集成到 Puppeteer

Puppeteer 是一个 Node.js 库，它通过 DevTools 协议或 WebDriver BiDi 提供控制 Chrome 或 Firefox 的高级 API。Puppeteer 默认在无界面模式（headless）下运行，但可以配置为在可见的浏览器模式（headed）中运行。

样例项目

你可以在这里看到向 Puppeteer 集成的样例项目：https://github.com/web-infra-dev/midscene-example/blob/main/puppeteer-demo

这里还有一个 Playwright 和 Vitest 结合的样例项目：https://github.com/web-infra-dev/midscene-example/tree/main/playwright-with-vitest-demo

配置 AI 模型服务

将你的模型配置写入环境变量，可参考模型策略了解更多细节。

export MIDSCENE_MODEL_BASE_URL="https://替换为你的模型服务地址/v1"
export MIDSCENE_MODEL_API_KEY="替换为你的 API Key"
export MIDSCENE_MODEL_NAME="替换为你的模型名称"
export MIDSCENE_MODEL_FAMILY="替换为你的模型系列"

更多配置信息请参考模型策略和模型配置。

集成 Midscene Agent

第一步：安装依赖

npm

yarn

pnpm

bun

deno

npm install @midscene/web puppeteer tsx --save-dev

第二步：编写脚本

编写下方代码，保存为 ./demo.ts

./demo.ts

import puppeteer from "puppeteer";
import { PuppeteerAgent } from "@midscene/web/puppeteer";

const sleep = (ms: number) => new Promise((r) => setTimeout(r, ms));
Promise.resolve(
  (async () => {
    const browser = await puppeteer.launch({
      headless: false, // here we use headed mode to help debug
    });

    const page = await browser.newPage();
    await page.setViewport({
      width: 1280,
      height: 800,
      deviceScaleFactor: 1,
    });

    await page.goto("https://www.ebay.com");
    await sleep(5000);

    // 👀 初始化 Midscene agent 
    const agent = new PuppeteerAgent(page);

    // 👀 执行搜索
    // 注：尽管这是一个英文页面，你也可以用中文指令控制它
    await agent.aiAct('在搜索框输入 "Headphones"，敲回车');
    await sleep(5000);

    // 👀 理解页面，提取数据
    const items = await agent.aiQuery(
      '{itemTitle: string, price: Number}[], 找到列表里的商品标题和价格',
    );
    console.log("耳机商品信息", items);

    // 👀 用 AI 断言
    await agent.aiAssert("界面左侧有类目筛选功能");

    await browser.close();
  })()
);

第三步：运行

使用 tsx 来运行，你会看到命令行打印出了耳机的商品信息：

# run
npx tsx demo.ts

# 命令行应该有如下输出
#  [
#   {
#     itemTitle: 'Beats by Dr. Dre Studio Buds Totally Wireless Noise Cancelling In Ear + OPEN BOX',
#     price: 505.15
#   },
#   {
#     itemTitle: 'Skullcandy Indy Truly Wireless Earbuds-Headphones Green Mint',
#     price: 186.69
#   }
# ]

更多 Agent 的 API 讲解请参考 API 参考。

第四步：查看运行报告

当上面的命令执行成功后，会在控制台输出：Midscene - report file updated: /path/to/report/some_id.html，通过浏览器打开该文件即可看到报告。

Advanced

关于在新标签页打开

每个 Agent 实例都与对应的页面唯一绑定，为了方便开发者调试，Midscene 默认拦截了新 tab 的页面（如点击一个带有 target="_blank" 属性的链接），将其改为在当前页面打开。

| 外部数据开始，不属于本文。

//! `POST /person` sample endpoint.

use axum::extract::rejection::JsonRejection;
use axum::http::StatusCode;
use axum::response::{IntoResponse, Response};
use axum::Json;
use serde::Deserialize;
use serde_json::json;

use crate::http::routes::Route;

pub const PERSON_PATH: &str = "/person";

#[derive(Debug, Deserialize)]
pub struct Person {
    pub name: String,
    #[serde(default)]
    pub age: i64,
}

fn bad_request(message: impl Into<String>) -> Response {
    (
        StatusCode::BAD_REQUEST,
        Json(json!({ "error": message.into() })),
    )
        .into_response()
}

/// Echo the submitted age. The name is required and must not be blank.
pub async fn create_person(payload: Result<Json<Person>, JsonRejection>) -> Response {
    let Json(person) = match payload {
        Ok(payload) => payload,
        Err(rejection) => {
            tracing::debug!(error = %rejection, "Rejected person payload");
            return bad_request(rejection.body_text());
        }
    };

    if person.name.trim().is_empty() {
        return bad_request("name is required");
    }

    Json(json!({ "age": person.age })).into_response()
}

pub fn route() -> Route {
    Route::post(PERSON_PATH, create_person)
}
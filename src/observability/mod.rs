//! Observability subsystem.
//!
//! # Data Flow
//! ```text
//! All subsystems produce:
//!     → logging.rs (structured log events)
//!     → metrics.rs (counters, histograms)
//!     → tracer.rs (request spans, when enabled)
//!
//! Consumers:
//!     → stdout (JSON in production, human-readable elsewhere)
//!     → Metrics endpoint (Prometheus scrape, when enabled)
//! ```
//!
//! # Design Decisions
//! - Structured logging (JSON) for machine parsing
//! - Request ID flows through every access log line
//! - Metrics are cheap no-ops until a recorder is installed
//! - Tracing is optional; when disabled it adds nothing to the chain

pub mod logging;
pub mod metrics;
pub mod tracer;
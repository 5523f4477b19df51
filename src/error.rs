//! Failure taxonomy for starting and running the service.
//!
//! Hook failures and drain timeouts are not errors: shutdown still completes,
//! so they are reported through [`ShutdownReport`](crate::lifecycle::ShutdownReport).

use thiserror::Error;

use crate::config::ConfigError;
use crate::http::routes::RouteError;
use crate::net::listener::ListenerError;
use crate::observability::tracer::TracerError;

/// Fatal problems before the service accepts traffic.
#[derive(Debug, Error)]
pub enum StartupError {
    #[error("invalid configuration: {0}")]
    Config(#[from] ConfigError),

    #[error("route table rejected: {0}")]
    Routes(#[from] RouteError),

    #[error("cannot init tracer: {0}")]
    Tracer(#[from] TracerError),

    #[error("listener failed: {0}")]
    Listener(#[from] ListenerError),

    #[error("service already started")]
    AlreadyStarted,
}

/// Fatal problems over the whole run.
#[derive(Debug, Error)]
pub enum LifecycleError {
    #[error(transparent)]
    Startup(#[from] StartupError),

    /// The serve task ended without a stop request.
    #[error("listener died unexpectedly: {0}")]
    AcceptTask(String),
}
//! The assembled service description handed to the orchestrator.

use crate::config::schema::ServiceSettings;
use crate::http::middleware::Middleware;
use crate::http::routes::{Route, RouteTable};
use crate::lifecycle::hooks::{HookResult, ShutdownHooks};

/// Everything the orchestrator needs to run the service.
///
/// Built once at startup and moved into the orchestrator, which owns it for
/// the rest of the process.
#[derive(Debug, Default)]
pub struct ServiceConfig {
    pub settings: ServiceSettings,
    pub routes: RouteTable,
    /// Extra middleware, applied in registration order.
    pub middleware: Vec<Middleware>,
    pub hooks: ShutdownHooks,
}

impl ServiceConfig {
    pub fn new(settings: ServiceSettings) -> Self {
        Self {
            settings,
            ..Self::default()
        }
    }

    pub fn route(mut self, route: Route) -> Self {
        self.routes.push(route);
        self
    }

    pub fn middleware(mut self, middleware: Middleware) -> Self {
        self.middleware.push(middleware);
        self
    }

    pub fn shutdown_hook<F>(mut self, name: impl Into<String>, hook: F) -> Self
    where
        F: FnOnce() -> HookResult + Send + 'static,
    {
        self.hooks.register(name, hook);
        self
    }
}
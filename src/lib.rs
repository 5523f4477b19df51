//! Minimal HTTP service scaffold with a managed lifecycle.

pub mod config;
pub mod error;
pub mod http;
pub mod lifecycle;
pub mod net;
pub mod observability;

pub use config::{ServiceConfig, ServiceSettings};
pub use error::{LifecycleError, StartupError};
pub use lifecycle::{Orchestrator, Shutdown, ShutdownReport};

如果你想恢复在新标签页打开的行为，你可以设置 forceSameTabNavigation 选项为 false，但相应的，你需要为新标签页创建一个 Agent 实例。

const mid = new PuppeteerAgent(page, {
  forceSameTabNavigation: false,
});

连接远程 Puppeteer 浏览器并接入 Midscene Agent

示例项目

你可以在这里找到远程 Puppeteer 集成的示例项目：https://github.com/web-infra-dev/midscene-example/tree/main/remote-puppeteer-demo

当你想复用已有的远程浏览器（例如云端常驻的 worker、第三方浏览器网格或本地内网桌面）时，可以通过此流程把 Midscene 接到远程 Puppeteer 实例上。这样做能让浏览器靠近目标环境、降低重复启动成本，并统一管理浏览器资源，同时保持一致的 AI 自动化能力。

实践中你需要手动：

从远程浏览器服务获取 CDP WebSocket URL
使用 Puppeteer 连接到远程浏览器
创建 Midscene Agent 进行 AI 驱动的自动化

前置依赖

npm

yarn

pnpm

bun

deno

npm install puppeteer @midscene/web --save-dev

获取 CDP WebSocket URL

你可以从多种来源获取 CDP WebSocket URL：

BrowserBase：在 https://browserbase.com 注册并获取你的 CDP URL
Browserless：使用 https://browserless.io 或运行你自己的实例
本地 Chrome：使用 --remote-debugging-port=9222 参数运行 Chrome，然后使用 ws://localhost:9222/devtools/browser/...
Docker：在 Docker 容器中运行 Chrome 并暴露调试端口

基础示例

import puppeteer from 'puppeteer';
import { PuppeteerAgent } from '@midscene/web/puppeteer';

// 假设你已经有了一个 CDP WebSocket URL
const cdpWsUrl = 'ws://your-remote-browser.com/devtools/browser/your-session-id';

// 连接到远程浏览器
const browser = await puppeteer.connect({
  browserWSEndpoint: cdpWsUrl
});

// 获取或创建页面
const pages = await browser.pages();
const page = pages[0] || await browser.newPage();

// 创建 Midscene Agent
const agent = new PuppeteerAgent(page);

// 使用 AI 方法
await agent.aiAction('跳转到 https://example.com');
await agent.aiAction('点击登录按钮');
const result = await agent.aiQuery('获取页面标题: {title: string}');

// 清理
await agent.destroy();
await browser.disconnect();

提供自定义动作

可以使用 customActions 选项，通过 defineAction 来扩展 Agent 的动作空间。传入该选项后，这些动作会追加到内置动作中，Agent 在规划（Planning）时就可以调用它们。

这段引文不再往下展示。